WASHINGTON (AP) Defense Secretary Donald Rumsfeld steadfastly declined Thursday to give Congress a public estimate of the size of the Iraqi insurgency.

Under persistent questioning by Sen. John McCain, R-Ariz., Rumsfeld said the disorganized nature of the insurgency make it difficult to pin down a reliable, specific estimate.

"They're not static. The numbers change," he told the Senate Armed Services Committee. "They're made up of different elements: criminals, Baathists, the former regime elements, the Zarqawi network and jihadists. Even though the jihadists are the smallest portion of them, they appear to us to be the most lethal."

Still, McCain pressed for numbers.

"Shouldn't the American people also know the size and shape and nature of the enemy that we're facing, since it's their sons and daughters who are going to serve?" he asked. Rumsfeld said it was not his place to declassify the estimates provided to him by intelligence services.

The defense secretary had refused Wednesday to give such an estimate to a House committee.

Gen. Richard Myers, chairman of the Joint Chiefs of Staff, told the Senate panel that although the numbers are uncertain, the military believes they have gauged their capabilities.

"They have a limited capacity," he said, adding that they can conduct 50 to 60 attacks per day around the country.

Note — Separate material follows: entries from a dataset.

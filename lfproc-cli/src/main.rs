// LFProc CLI - Command-line front end for LFProc
// Copyright (c) 2025 David Martin Venti
//
// Dual-licensed under AGPL-3.0 and Commercial License.
// See LICENSE file for details.

//! # LFProc CLI
//!
//! Low-pass and downsample file-fragmented sensor archives from the shell.
//!
//! ## Usage
//!
//! ```bash
//! # Generate a synthetic archive with one missing file
//! lfproc synth --out archive --files 40 --missing 17
//!
//! # Show the contiguous stretches of the archive
//! lfproc gaps --catalog archive/catalog.csv
//!
//! # Process every contiguous stretch into 1 s windows
//! lfproc process --catalog archive/catalog.csv --out lowfreq --all-segments
//!
//! # Stitch the windows back together
//! lfproc gather --dir lowfreq
//! ```

mod commands;
mod error;

use std::path::PathBuf;
use std::process::ExitCode;

use clap::{Parser, Subcommand};
use tracing::{error, info, Level};
use tracing_subscriber::EnvFilter;

/// LFProc low-frequency processing
#[derive(Parser, Debug)]
#[command(author, version, about, long_about = None)]
struct Args {
    #[command(subcommand)]
    command: Command,

    /// Log level (trace, debug, info, warn, error)
    #[arg(long, default_value = "info", global = true)]
    log_level: String,
}

#[derive(Subcommand, Debug)]
enum Command {
    /// Write a synthetic archive with a catalog table
    Synth {
        /// Destination directory
        #[arg(short, long)]
        out: PathBuf,

        /// Number of source files
        #[arg(long, default_value = "20")]
        files: usize,

        /// Channels per file
        #[arg(long, default_value = "8")]
        channels: usize,

        /// File length in seconds
        #[arg(long, default_value = "30.0")]
        file_secs: f64,

        /// Raw sample interval in microseconds
        #[arg(long, default_value = "100000")]
        sample_interval_us: i64,

        /// File indices to leave out
        #[arg(long, value_delimiter = ',')]
        missing: Vec<usize>,

        /// Noise seed
        #[arg(long, default_value = "42")]
        seed: u64,
    },

    /// List contiguous stretches of a catalog
    Gaps {
        /// Catalog CSV (file,start_time,end_time)
        #[arg(short, long)]
        catalog: PathBuf,

        /// Gap tolerance in seconds (adaptive when omitted)
        #[arg(long)]
        tolerance: Option<f64>,
    },

    /// Low-pass and downsample into output windows
    Process {
        /// Catalog CSV (file,start_time,end_time)
        #[arg(short, long)]
        catalog: PathBuf,

        /// Directory source references are relative to (defaults to the catalog's)
        #[arg(long)]
        root: Option<PathBuf>,

        /// Output directory
        #[arg(short, long)]
        out: PathBuf,

        /// Range start (RFC 3339 or YYYY-MM-DDTHH:MM:SS)
        #[arg(long, requires = "end", conflicts_with = "all_segments")]
        start: Option<String>,

        /// Range end
        #[arg(long, requires = "start")]
        end: Option<String>,

        /// Process every contiguous stretch of the catalog
        #[arg(long)]
        all_segments: bool,

        /// JSON file with processing parameters
        #[arg(long)]
        config: Option<PathBuf>,

        /// Remove the output directory before writing
        #[arg(long)]
        delete_existing: bool,

        /// Cache limit in GB
        #[arg(long)]
        cache_gb: Option<f64>,

        /// Print the run summary as JSON
        #[arg(long)]
        json: bool,
    },

    /// Stitch output windows into one series
    Gather {
        /// Directory of output windows
        #[arg(short, long)]
        dir: PathBuf,

        /// Print the summary as JSON
        #[arg(long)]
        json: bool,
    },
}

fn main() -> ExitCode {
    let args = Args::parse();

    // Initialize tracing; `log` records from the library are forwarded too
    let filter = EnvFilter::try_from_default_env().unwrap_or_else(|_| {
        let level = match args.log_level.to_lowercase().as_str() {
            "trace" => Level::TRACE,
            "debug" => Level::DEBUG,
            "info" => Level::INFO,
            "warn" => Level::WARN,
            "error" => Level::ERROR,
            _ => Level::INFO,
        };
        EnvFilter::from_default_env().add_directive(level.into())
    });

    tracing_subscriber::fmt().with_env_filter(filter).init();

    info!("LFProc v{}", lfproc::VERSION);

    let outcome = match args.command {
        Command::Synth {
            out,
            files,
            channels,
            file_secs,
            sample_interval_us,
            missing,
            seed,
        } => commands::synth(&commands::SynthArgs {
            out,
            files,
            channels,
            file_secs,
            sample_interval_us,
            missing,
            seed,
        }),
        Command::Gaps { catalog, tolerance } => commands::gaps(&catalog, tolerance),
        Command::Process {
            catalog,
            root,
            out,
            start,
            end,
            all_segments,
            config,
            delete_existing,
            cache_gb,
            json,
        } => commands::process(&commands::ProcessArgs {
            catalog,
            root,
            out,
            range: start.zip(end),
            all_segments,
            config,
            delete_existing,
            cache_gb,
            json,
        }),
        Command::Gather { dir, json } => commands::gather(&dir, json),
    };

    match outcome {
        Ok(()) => ExitCode::SUCCESS,
        Err(e) => {
            error!("{}", e);
            ExitCode::FAILURE
        }
    }
}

On Wednesday, before the House Armed Services Committee, Rumsfeld was quoted an estimate by an Iraqi official that there were as many as 40,000 insurgents and 200,000 part-time supporters in Iraq. He responded that those figures were much higher than estimates of the Central Intelligence Agency and Defense Intelligence Agency, which also differ from one another.

"Frankly, I don't have a lot of confidence in any of them (estimates)," Rumsfeld said, declining to provide the CIA and DIA numbers.

Military officials estimate 15,000 insurgents have been killed or captured in Iraq.

However, those who leave Iraq will carry their experience elsewhere, CIA Director Porter Goss said Wednesday in congressional testimony.

"Those jihadists who survive will leave Iraq experienced in and focused on acts of urban terrorism. They represent a potential pool of contacts to build transnational terrorist cells, groups and networks," Goss said.

Also in testimony Wednesday and Thursday, Rumsfeld acknowledged that American forces were in Iraq conducting clandestine operations before the U.S. invasion began in March 2003.

"While the negotiations were still going on in the United Nations with respect to Iraq, the Department of Defense engaged in some entry into Iraq with clandestine operatives to prepare the battlefield, to learn the things they needed to know in the event something were to take place," Rumsfeld told a House subcommittee Thursday.

He did not provide specifics.

A military official, speaking on condition of anonymity, said another operation involved special operations forces protecting Iraqi oil fields by preventing Saddam's forces from blowing them up as soon as the invasion began.